Tuesday 23 October 2012

Wiggle Room



Yesterday I attended the launch of the Welsh Government's new mental health Strategy "Together for Mental Health" in Ystrad Mynach - see a summary and links to the document here. There isn't a lot to quarrel with in it. Indeed the Government has commendably listened to what Hafal (meaning patients and families) has said. A year ago I was concerned that the Government might not follow through the logic of the Mental Health Measure in its new Strategy but, in fairness, they have got that mostly right, in particular using the eight holistic "life areas" pioneered by Hafal over the last ten years to set out methodically what different agencies need to do to support patients' recovery.

A new feature of the Strategy is that it spends a lot of time looking at the wider issues of public health and public attitudes.
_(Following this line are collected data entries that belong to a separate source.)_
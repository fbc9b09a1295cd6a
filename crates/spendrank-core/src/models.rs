//! Data models for spendrank

use std::collections::BTreeMap;

use chrono::{DateTime, Duration, Utc};
use serde::{Deserialize, Serialize};

use crate::error::Error;

/// Spending category (closed set carried by the transaction table)
#[derive(Debug, Clone, Copy, PartialEq, Eq, PartialOrd, Ord, Hash, Serialize, Deserialize)]
#[serde(rename_all = "snake_case")]
pub enum Category {
    FoodDining,
    Travel,
    Entertainment,
    PersonalCare,
    Grocery,
    HealthFitness,
    KidsPets,
    Misc,
    GasTransport,
    Home,
    Shopping,
}

impl Category {
    pub fn as_str(&self) -> &'static str {
        match self {
            Self::FoodDining => "food_dining",
            Self::Travel => "travel",
            Self::Entertainment => "entertainment",
            Self::PersonalCare => "personal_care",
            Self::Grocery => "grocery",
            Self::HealthFitness => "health_fitness",
            Self::KidsPets => "kids_pets",
            Self::Misc => "misc",
            Self::GasTransport => "gas_transport",
            Self::Home => "home",
            Self::Shopping => "shopping",
        }
    }

    /// Get all categories
    pub fn all() -> &'static [Category] {
        &[
            Self::FoodDining,
            Self::Travel,
            Self::Entertainment,
            Self::PersonalCare,
            Self::Grocery,
            Self::HealthFitness,
            Self::KidsPets,
            Self::Misc,
            Self::GasTransport,
            Self::Home,
            Self::Shopping,
        ]
    }
}

impl std::str::FromStr for Category {
    type Err = Error;

    fn from_str(s: &str) -> std::result::Result<Self, Self::Err> {
        let token = s.trim().to_lowercase();
        Self::all()
            .iter()
            .copied()
            .find(|c| c.as_str() == token)
            .ok_or_else(|| Error::InvalidCategory(s.to_string()))
    }
}

impl std::fmt::Display for Category {
    fn fmt(&self, f: &mut std::fmt::Formatter<'_>) -> std::fmt::Result {
        write!(f, "{}", self.as_str())
    }
}

/// Ranking timeframe
///
/// Monthly windows are a fixed 30-day approximation, not calendar months.
#[derive(Debug, Clone, Copy, PartialEq, Eq, Hash, Serialize, Deserialize)]
pub enum Timeframe {
    #[serde(rename = "d")]
    Daily,
    #[serde(rename = "w")]
    Weekly,
    #[serde(rename = "m")]
    Monthly,
}

impl Timeframe {
    /// Short token used on the command line and in the wire format
    pub fn as_str(&self) -> &'static str {
        match self {
            Self::Daily => "d",
            Self::Weekly => "w",
            Self::Monthly => "m",
        }
    }

    pub fn name(&self) -> &'static str {
        match self {
            Self::Daily => "daily",
            Self::Weekly => "weekly",
            Self::Monthly => "monthly",
        }
    }

    /// Length of one window, also the step between history buckets
    pub fn span(&self) -> Duration {
        match self {
            Self::Daily => Duration::seconds(86_400),
            Self::Weekly => Duration::seconds(604_800),
            Self::Monthly => Duration::seconds(2_592_000),
        }
    }

    /// Number of periods of this length in a salary year
    pub fn periods_per_year(&self) -> f64 {
        match self {
            Self::Daily => 365.0,
            Self::Weekly => 52.0,
            Self::Monthly => 12.0,
        }
    }

    /// Salary share available for one period
    pub fn budget(&self, salary: f64) -> f64 {
        salary / self.periods_per_year()
    }
}

impl std::str::FromStr for Timeframe {
    type Err = Error;

    fn from_str(s: &str) -> std::result::Result<Self, Self::Err> {
        match s.trim().to_lowercase().as_str() {
            "d" | "daily" => Ok(Self::Daily),
            "w" | "weekly" => Ok(Self::Weekly),
            "m" | "monthly" => Ok(Self::Monthly),
            _ => Err(Error::InvalidTimeframe(s.to_string())),
        }
    }
}

impl std::fmt::Display for Timeframe {
    fn fmt(&self, f: &mut std::fmt::Formatter<'_>) -> std::fmt::Result {
        write!(f, "{}", self.as_str())
    }
}

/// A single persisted transaction
///
/// Salary and name are denormalized onto every row. All rows of one user are
/// expected to carry the same salary; the store does not enforce it.
#[derive(Debug, Clone, PartialEq, Serialize, Deserialize)]
pub struct TransactionRecord {
    pub user_id: String,
    pub category: Category,
    pub timestamp: DateTime<Utc>,
    pub amount: f64,
    pub state: String,
    pub salary: f64,
    pub name: String,
}

/// A transaction to append; salary and name come from the user's existing rows
#[derive(Debug, Clone, PartialEq, Serialize, Deserialize)]
pub struct NewTransaction {
    pub user_id: String,
    pub category: Category,
    pub timestamp: DateTime<Utc>,
    pub amount: f64,
    pub state: String,
}

/// Identity and income of a user, taken from their first record
#[derive(Debug, Clone, PartialEq, Serialize, Deserialize)]
pub struct UserProfile {
    pub user_id: String,
    pub name: String,
    pub salary: f64,
}

/// A user's position in one ranked window
#[derive(Debug, Clone, PartialEq, Serialize, Deserialize)]
pub struct RankedUser {
    pub user_id: String,
    pub name: String,
    pub spent_ratio: f64,
    pub rank: u32,
}

/// Why a neighbor is in the leaderboard neighborhood
#[derive(Debug, Clone, Copy, PartialEq, Eq, Serialize, Deserialize)]
#[serde(rename_all = "snake_case")]
pub enum Role {
    /// One of the first three ranked entries (1-based position)
    Top(u8),
    /// Closest entry ranked strictly ahead of the user
    Before,
    /// The queried user
    User,
    /// Closest entry ranked strictly behind the user
    After,
}

/// One entry of the neighborhood returned by the ranking engine
#[derive(Debug, Clone, PartialEq, Serialize, Deserialize)]
pub struct Neighbor {
    pub role: Role,
    pub user_id: String,
    pub name: String,
    pub spent_ratio: f64,
    pub rank: u32,
}

/// Result of ranking one user in one window
#[derive(Debug, Clone, PartialEq, Serialize, Deserialize)]
pub struct RankOutcome {
    /// No transaction matched the category, state and window at all
    pub market_empty: bool,
    /// The user's ratio, 0 when the user is absent from the window
    pub user_ratio: f64,
    pub user_rank: Option<u32>,
    /// Users with a positive ratio in the window
    pub user_count_nonzero: usize,
    pub neighbors: Vec<Neighbor>,
}

impl RankOutcome {
    /// Sentinel for a window with no matching transactions at all
    pub fn empty_market() -> Self {
        Self {
            market_empty: true,
            user_ratio: 0.0,
            user_rank: None,
            user_count_nonzero: 0,
            neighbors: Vec::new(),
        }
    }

    /// Distinguishes "nothing matched" from "only zero spend matched"
    pub fn is_empty_market(&self) -> bool {
        self.market_empty
    }

    /// `rank / count * 100`, when the user is ranked
    pub fn top_percent(&self) -> Option<f64> {
        match self.user_rank {
            Some(rank) if self.user_count_nonzero > 0 => {
                Some(rank as f64 / self.user_count_nonzero as f64 * 100.0)
            }
            _ => None,
        }
    }
}

/// A leaderboard row ready for display
#[derive(Debug, Clone, PartialEq, Serialize, Deserialize)]
pub struct DisplayEntry {
    pub name: String,
    pub rank: u32,
    pub spent_ratio: f64,
}

/// A raw spend point inside a history bucket
#[derive(Debug, Clone, PartialEq, Serialize, Deserialize)]
pub struct RawPoint {
    pub timestamp: DateTime<Utc>,
    pub amount: f64,
}

/// Rank, ratio and raw-spend series keyed by bucket end
#[derive(Debug, Clone, Default, PartialEq, Serialize, Deserialize)]
pub struct History {
    pub rank_series: BTreeMap<DateTime<Utc>, u32>,
    pub ratio_series: BTreeMap<DateTime<Utc>, f64>,
    pub raw_series: BTreeMap<DateTime<Utc>, Vec<RawPoint>>,
}

/// Per-category spend of one user in one window, against their budget
#[derive(Debug, Clone, PartialEq, Serialize, Deserialize)]
pub struct SpendingBreakdown {
    pub by_category: BTreeMap<Category, f64>,
    pub total: f64,
    pub budget: f64,
    pub budget_delta: f64,
}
What is said about these issues is fair enough but you could form the impression reading the Strategy that significant resources were to be expended on those wider matters whereas in reality the entire Government expenditure on such things would pay for little more than one specialist in-patient bed. But then the Government has got that right: there isn't any new money and if there was we would be arguing that it should be spent on direct services for those most in need.

The least sexy but most important part of the whole Strategy is the undertaking to continue (and test the functioning of) the ring-fence around NHS mental health spending. Nothing will improve if the "floor not ceiling" (as the Minister described it on the telly) of a minimum level of NHS funding for mental health is not maintained as the squeeze on public expenditure tightens in the next couple of years. But at present there is a suspicion that the significant "discretion" which Directors of Finance in the LHBs have about how they allocate costs may well mean that the ring-fence is not all it's cracked up to be. We urgently need to shed light on the detail of mental health costs in the LHBs so that there is no wiggle room.

Meanwhile there was extensive coverage in the media of Hafal's clients and staff commenting on the launch, including me peering over my £10 Tesco glasses in a manner which drives my younger brother potty with irritation. I thought it looked rather authoritative.


Postscript:

"Wiggle room" is correct, not the increasingly common "wriggle room" (notwithstanding its pleasing alliteration).